> _Exercise objective_
This task calls for copying every line of the records that includes the word "width".

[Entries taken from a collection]
·····
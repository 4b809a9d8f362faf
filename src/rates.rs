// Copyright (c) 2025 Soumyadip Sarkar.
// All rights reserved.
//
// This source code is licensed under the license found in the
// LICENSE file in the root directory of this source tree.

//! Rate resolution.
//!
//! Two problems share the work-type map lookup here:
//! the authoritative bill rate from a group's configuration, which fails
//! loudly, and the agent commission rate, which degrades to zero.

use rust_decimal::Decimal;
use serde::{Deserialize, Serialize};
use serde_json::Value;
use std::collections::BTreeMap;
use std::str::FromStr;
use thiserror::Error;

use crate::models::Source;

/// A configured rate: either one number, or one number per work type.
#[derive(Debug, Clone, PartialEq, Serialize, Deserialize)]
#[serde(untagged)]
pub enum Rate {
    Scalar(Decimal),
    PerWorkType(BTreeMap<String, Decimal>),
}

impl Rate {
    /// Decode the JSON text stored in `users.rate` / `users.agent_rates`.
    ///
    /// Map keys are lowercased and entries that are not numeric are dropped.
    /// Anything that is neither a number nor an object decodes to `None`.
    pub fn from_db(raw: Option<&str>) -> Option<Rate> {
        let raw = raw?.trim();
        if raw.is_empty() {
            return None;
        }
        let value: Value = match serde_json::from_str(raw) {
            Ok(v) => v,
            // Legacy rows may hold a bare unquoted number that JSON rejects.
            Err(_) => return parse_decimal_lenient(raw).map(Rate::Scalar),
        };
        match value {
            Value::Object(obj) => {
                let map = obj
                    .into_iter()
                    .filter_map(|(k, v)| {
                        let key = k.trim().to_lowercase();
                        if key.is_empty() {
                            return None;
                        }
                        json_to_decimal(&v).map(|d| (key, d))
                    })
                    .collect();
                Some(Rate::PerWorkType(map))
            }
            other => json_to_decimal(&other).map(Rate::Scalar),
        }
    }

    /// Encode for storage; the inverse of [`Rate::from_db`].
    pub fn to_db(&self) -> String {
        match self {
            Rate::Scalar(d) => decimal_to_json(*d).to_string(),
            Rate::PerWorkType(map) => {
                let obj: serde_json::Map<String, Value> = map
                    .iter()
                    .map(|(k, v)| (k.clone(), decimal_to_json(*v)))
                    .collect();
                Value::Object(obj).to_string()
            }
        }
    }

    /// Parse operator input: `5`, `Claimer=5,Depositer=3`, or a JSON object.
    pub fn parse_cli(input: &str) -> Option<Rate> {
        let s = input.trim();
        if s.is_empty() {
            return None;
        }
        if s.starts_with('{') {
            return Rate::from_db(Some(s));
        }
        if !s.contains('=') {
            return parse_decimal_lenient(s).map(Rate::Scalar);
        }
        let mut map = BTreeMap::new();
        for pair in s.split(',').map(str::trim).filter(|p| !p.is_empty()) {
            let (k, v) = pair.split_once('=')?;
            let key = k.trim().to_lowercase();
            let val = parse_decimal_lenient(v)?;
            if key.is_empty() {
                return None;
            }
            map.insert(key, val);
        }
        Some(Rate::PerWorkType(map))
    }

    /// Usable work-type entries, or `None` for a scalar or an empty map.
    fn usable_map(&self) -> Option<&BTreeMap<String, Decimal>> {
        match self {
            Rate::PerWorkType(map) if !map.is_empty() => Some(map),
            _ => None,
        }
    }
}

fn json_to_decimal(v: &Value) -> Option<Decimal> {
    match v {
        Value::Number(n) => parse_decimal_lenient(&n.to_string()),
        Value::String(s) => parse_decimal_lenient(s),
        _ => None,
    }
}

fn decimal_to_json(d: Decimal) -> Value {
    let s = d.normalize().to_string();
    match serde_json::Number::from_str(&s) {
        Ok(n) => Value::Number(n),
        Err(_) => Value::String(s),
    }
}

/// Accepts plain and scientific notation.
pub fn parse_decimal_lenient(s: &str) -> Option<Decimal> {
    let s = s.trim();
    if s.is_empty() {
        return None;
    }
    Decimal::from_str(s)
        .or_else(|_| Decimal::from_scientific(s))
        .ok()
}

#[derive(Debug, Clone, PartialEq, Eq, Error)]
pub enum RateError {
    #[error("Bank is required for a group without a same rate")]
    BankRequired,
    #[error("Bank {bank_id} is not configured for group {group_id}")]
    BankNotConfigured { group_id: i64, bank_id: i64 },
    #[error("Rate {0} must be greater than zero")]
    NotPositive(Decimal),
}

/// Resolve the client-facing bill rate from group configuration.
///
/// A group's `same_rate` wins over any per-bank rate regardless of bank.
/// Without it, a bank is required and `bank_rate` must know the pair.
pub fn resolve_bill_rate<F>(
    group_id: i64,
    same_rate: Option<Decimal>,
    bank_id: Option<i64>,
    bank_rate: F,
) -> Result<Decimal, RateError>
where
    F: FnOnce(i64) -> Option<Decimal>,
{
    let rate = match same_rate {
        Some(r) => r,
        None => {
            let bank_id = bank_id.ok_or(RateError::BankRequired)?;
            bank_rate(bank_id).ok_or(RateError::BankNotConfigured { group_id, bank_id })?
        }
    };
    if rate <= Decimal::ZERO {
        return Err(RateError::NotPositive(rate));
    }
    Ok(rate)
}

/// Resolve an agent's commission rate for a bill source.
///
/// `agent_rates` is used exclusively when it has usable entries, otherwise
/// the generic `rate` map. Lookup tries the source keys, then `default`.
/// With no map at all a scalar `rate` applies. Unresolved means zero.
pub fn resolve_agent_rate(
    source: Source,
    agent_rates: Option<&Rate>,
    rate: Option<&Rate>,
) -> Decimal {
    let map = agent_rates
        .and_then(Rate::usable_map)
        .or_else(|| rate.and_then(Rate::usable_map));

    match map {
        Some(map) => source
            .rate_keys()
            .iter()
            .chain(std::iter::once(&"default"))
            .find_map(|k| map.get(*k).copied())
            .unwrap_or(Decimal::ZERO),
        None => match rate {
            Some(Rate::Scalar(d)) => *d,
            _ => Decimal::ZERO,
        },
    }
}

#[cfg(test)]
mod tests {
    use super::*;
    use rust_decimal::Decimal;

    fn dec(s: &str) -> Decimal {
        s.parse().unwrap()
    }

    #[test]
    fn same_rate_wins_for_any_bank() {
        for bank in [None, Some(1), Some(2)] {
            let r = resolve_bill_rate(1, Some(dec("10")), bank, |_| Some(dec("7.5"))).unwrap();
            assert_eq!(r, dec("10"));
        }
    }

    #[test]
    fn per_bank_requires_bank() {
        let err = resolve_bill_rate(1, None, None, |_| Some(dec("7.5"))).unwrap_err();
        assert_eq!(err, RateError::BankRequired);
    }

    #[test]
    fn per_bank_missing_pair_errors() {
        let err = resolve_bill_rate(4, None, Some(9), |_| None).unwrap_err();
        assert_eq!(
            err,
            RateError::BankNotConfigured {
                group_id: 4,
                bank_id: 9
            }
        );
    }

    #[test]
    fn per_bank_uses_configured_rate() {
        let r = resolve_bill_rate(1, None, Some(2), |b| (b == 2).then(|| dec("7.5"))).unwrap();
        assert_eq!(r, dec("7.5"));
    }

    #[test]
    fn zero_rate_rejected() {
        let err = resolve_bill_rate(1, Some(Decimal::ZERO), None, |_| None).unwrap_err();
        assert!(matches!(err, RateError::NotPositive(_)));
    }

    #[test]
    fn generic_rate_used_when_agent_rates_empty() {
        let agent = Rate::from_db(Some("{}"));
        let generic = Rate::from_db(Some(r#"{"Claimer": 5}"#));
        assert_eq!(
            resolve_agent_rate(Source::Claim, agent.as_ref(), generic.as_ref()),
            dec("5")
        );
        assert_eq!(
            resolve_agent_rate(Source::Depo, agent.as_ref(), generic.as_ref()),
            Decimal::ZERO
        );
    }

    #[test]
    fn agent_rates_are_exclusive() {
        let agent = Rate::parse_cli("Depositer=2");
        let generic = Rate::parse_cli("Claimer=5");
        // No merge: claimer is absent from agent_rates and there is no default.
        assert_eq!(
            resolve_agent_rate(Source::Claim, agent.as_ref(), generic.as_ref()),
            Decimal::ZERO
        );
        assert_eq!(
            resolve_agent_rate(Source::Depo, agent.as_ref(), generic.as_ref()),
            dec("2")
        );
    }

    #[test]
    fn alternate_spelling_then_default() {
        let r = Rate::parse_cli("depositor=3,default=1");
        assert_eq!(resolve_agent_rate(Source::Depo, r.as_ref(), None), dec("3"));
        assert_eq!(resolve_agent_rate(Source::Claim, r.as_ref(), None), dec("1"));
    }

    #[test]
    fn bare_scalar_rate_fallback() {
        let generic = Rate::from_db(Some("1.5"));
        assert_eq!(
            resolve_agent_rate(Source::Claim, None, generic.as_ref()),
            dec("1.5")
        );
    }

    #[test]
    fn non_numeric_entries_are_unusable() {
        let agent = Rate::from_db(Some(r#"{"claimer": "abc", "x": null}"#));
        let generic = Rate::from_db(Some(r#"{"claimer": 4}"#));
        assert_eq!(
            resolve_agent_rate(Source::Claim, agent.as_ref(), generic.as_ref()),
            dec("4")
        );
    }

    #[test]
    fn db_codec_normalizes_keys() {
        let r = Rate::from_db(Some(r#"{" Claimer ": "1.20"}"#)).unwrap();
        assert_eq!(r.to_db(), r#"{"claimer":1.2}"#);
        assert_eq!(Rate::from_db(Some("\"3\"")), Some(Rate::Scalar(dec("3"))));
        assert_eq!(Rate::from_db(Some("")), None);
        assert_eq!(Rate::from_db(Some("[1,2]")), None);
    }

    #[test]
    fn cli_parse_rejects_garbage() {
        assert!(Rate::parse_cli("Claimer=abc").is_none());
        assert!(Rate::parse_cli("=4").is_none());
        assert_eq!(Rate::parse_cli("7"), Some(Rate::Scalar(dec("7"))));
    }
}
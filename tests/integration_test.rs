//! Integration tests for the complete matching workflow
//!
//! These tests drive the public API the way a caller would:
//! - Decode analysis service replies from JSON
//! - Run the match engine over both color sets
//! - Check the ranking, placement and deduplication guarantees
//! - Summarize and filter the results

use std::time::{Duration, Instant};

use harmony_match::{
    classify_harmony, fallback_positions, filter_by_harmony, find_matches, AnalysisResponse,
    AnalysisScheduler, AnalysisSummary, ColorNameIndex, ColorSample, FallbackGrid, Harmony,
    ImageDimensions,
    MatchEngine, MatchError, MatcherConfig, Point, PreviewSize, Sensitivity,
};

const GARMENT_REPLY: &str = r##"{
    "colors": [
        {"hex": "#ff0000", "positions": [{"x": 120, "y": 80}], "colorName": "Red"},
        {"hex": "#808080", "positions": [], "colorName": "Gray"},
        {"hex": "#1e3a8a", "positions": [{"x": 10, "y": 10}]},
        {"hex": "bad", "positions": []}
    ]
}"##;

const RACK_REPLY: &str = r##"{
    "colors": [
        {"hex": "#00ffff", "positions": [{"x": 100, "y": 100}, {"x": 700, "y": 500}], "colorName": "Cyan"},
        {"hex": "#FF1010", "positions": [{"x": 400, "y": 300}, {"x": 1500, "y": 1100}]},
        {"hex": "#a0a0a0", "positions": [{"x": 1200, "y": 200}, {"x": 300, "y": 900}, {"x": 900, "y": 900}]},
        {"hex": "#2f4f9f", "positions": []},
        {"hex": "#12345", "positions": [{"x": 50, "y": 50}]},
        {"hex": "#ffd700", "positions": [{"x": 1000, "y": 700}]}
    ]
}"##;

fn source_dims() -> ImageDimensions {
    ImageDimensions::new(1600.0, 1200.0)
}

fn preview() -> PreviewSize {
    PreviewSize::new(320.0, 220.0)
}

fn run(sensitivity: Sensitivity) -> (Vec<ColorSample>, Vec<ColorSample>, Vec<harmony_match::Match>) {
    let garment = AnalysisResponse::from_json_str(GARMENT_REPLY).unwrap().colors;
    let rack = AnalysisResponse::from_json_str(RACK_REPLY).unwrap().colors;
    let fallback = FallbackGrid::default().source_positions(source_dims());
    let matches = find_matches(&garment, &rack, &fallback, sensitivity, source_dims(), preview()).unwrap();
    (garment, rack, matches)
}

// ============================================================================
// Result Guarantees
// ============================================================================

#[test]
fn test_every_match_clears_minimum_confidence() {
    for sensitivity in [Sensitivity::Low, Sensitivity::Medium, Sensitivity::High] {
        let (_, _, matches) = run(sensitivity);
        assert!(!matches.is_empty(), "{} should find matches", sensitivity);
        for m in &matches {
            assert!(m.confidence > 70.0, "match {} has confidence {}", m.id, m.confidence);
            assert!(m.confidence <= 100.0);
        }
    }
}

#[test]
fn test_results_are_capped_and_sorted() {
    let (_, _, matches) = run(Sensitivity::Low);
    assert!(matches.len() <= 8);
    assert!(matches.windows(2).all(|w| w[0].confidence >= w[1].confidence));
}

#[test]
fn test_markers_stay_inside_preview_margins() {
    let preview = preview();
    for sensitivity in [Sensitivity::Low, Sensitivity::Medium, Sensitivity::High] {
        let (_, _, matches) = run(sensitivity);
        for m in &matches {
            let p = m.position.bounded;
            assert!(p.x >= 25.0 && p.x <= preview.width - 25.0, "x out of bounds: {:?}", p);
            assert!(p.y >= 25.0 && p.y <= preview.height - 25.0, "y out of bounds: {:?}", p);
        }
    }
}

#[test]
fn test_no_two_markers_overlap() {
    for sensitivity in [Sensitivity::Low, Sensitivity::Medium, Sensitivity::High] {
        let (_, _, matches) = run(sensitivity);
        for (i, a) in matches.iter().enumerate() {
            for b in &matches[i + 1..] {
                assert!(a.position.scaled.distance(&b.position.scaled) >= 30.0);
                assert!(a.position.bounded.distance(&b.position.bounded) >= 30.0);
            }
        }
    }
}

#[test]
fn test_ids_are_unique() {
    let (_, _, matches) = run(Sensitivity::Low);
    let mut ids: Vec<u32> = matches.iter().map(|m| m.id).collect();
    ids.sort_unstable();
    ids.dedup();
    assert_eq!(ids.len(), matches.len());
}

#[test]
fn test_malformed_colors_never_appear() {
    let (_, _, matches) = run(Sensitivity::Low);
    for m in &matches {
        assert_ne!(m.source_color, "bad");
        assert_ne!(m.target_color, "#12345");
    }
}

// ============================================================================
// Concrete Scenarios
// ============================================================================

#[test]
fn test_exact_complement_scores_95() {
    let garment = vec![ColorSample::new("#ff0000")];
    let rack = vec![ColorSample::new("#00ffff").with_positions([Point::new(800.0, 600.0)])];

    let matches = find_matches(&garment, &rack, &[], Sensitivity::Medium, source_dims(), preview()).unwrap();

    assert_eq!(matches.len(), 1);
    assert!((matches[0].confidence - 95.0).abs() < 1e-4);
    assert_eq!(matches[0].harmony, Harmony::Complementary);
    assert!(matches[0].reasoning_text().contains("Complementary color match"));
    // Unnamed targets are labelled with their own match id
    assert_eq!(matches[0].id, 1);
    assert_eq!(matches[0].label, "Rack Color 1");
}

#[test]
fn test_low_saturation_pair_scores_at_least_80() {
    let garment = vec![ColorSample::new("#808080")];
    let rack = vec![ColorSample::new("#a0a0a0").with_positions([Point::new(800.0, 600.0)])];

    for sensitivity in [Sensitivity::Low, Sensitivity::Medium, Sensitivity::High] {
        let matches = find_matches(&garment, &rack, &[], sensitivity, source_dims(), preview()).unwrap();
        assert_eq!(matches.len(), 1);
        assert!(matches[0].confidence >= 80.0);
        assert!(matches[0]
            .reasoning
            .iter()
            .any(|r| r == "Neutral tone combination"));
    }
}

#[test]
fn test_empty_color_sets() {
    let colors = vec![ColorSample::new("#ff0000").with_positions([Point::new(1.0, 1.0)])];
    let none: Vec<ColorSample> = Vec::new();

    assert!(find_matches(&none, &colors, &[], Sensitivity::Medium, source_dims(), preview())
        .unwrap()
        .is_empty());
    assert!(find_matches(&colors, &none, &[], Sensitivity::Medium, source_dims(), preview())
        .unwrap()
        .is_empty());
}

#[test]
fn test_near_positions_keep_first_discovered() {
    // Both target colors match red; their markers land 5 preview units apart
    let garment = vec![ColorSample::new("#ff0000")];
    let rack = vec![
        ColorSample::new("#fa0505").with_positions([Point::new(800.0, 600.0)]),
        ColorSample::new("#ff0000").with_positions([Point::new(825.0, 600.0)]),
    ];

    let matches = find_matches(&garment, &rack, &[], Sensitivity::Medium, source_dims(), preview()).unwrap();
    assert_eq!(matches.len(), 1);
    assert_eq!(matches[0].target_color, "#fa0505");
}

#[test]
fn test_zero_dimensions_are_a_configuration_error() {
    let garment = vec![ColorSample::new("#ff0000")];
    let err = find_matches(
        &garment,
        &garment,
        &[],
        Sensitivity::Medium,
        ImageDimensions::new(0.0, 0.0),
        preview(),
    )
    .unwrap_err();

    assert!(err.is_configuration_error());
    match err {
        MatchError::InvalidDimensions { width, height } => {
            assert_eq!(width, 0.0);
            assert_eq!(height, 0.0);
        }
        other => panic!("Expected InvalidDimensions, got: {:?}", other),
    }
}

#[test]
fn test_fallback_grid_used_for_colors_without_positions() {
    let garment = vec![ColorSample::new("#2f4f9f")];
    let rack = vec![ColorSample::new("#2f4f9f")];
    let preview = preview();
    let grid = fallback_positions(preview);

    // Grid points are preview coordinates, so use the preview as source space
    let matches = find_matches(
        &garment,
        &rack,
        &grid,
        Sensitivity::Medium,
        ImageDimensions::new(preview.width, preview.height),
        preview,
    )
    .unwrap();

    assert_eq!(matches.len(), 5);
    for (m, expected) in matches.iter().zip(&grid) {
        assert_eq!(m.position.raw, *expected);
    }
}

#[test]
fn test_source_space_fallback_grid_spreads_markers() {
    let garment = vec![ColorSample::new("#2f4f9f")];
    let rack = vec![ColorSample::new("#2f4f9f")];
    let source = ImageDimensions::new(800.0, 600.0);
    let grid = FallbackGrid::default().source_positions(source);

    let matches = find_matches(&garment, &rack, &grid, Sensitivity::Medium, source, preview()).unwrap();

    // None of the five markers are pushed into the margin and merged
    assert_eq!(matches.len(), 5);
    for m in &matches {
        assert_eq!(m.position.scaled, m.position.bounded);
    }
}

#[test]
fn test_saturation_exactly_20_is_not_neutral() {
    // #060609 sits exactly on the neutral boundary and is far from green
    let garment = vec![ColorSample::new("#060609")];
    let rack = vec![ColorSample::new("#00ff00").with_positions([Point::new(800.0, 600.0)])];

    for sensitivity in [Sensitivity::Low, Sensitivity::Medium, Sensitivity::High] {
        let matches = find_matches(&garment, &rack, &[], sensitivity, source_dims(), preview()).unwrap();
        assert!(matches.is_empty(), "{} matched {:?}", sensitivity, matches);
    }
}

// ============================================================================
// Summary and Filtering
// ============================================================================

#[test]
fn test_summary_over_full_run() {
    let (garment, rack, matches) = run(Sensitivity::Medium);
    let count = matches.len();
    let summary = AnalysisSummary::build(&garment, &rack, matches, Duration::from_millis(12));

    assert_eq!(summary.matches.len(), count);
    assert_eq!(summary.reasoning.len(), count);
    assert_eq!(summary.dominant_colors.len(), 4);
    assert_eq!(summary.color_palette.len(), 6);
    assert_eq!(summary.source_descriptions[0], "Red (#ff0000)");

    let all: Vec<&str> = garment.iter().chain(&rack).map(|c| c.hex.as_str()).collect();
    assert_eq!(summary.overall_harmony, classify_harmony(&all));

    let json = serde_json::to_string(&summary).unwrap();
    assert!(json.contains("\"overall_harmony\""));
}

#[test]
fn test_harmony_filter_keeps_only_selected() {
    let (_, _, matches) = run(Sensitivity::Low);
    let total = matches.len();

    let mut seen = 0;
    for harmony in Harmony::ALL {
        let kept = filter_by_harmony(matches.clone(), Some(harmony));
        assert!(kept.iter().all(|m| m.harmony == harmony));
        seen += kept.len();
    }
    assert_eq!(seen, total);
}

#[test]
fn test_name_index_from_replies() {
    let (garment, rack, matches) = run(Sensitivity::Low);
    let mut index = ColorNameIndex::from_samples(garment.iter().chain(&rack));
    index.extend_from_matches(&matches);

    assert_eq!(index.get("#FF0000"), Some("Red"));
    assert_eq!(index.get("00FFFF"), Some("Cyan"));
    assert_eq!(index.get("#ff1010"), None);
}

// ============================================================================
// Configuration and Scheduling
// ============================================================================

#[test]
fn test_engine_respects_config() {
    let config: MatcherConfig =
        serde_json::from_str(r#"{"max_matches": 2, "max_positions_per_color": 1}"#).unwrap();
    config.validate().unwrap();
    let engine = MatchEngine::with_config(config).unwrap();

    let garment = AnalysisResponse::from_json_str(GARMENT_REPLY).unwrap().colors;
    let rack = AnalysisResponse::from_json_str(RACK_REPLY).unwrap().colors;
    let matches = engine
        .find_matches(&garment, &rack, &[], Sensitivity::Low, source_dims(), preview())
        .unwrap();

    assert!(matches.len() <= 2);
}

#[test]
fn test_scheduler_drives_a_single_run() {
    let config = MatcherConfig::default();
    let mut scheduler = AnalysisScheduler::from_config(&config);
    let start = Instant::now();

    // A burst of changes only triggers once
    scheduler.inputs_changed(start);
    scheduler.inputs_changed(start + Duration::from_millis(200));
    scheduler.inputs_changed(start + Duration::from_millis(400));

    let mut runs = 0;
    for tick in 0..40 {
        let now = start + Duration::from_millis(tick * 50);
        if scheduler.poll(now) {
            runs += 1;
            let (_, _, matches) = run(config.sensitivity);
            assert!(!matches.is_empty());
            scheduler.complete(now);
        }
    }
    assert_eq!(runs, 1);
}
·····
> _Exercise output_
            assert!(p.x >= 25.0 && p.x <= preview.width - 25.0, "x out of bounds: {:?}", p);
        MatchError::InvalidDimensions { width, height } => {
            assert_eq!(width, 0.0);
        ImageDimensions::new(preview.width, preview.height),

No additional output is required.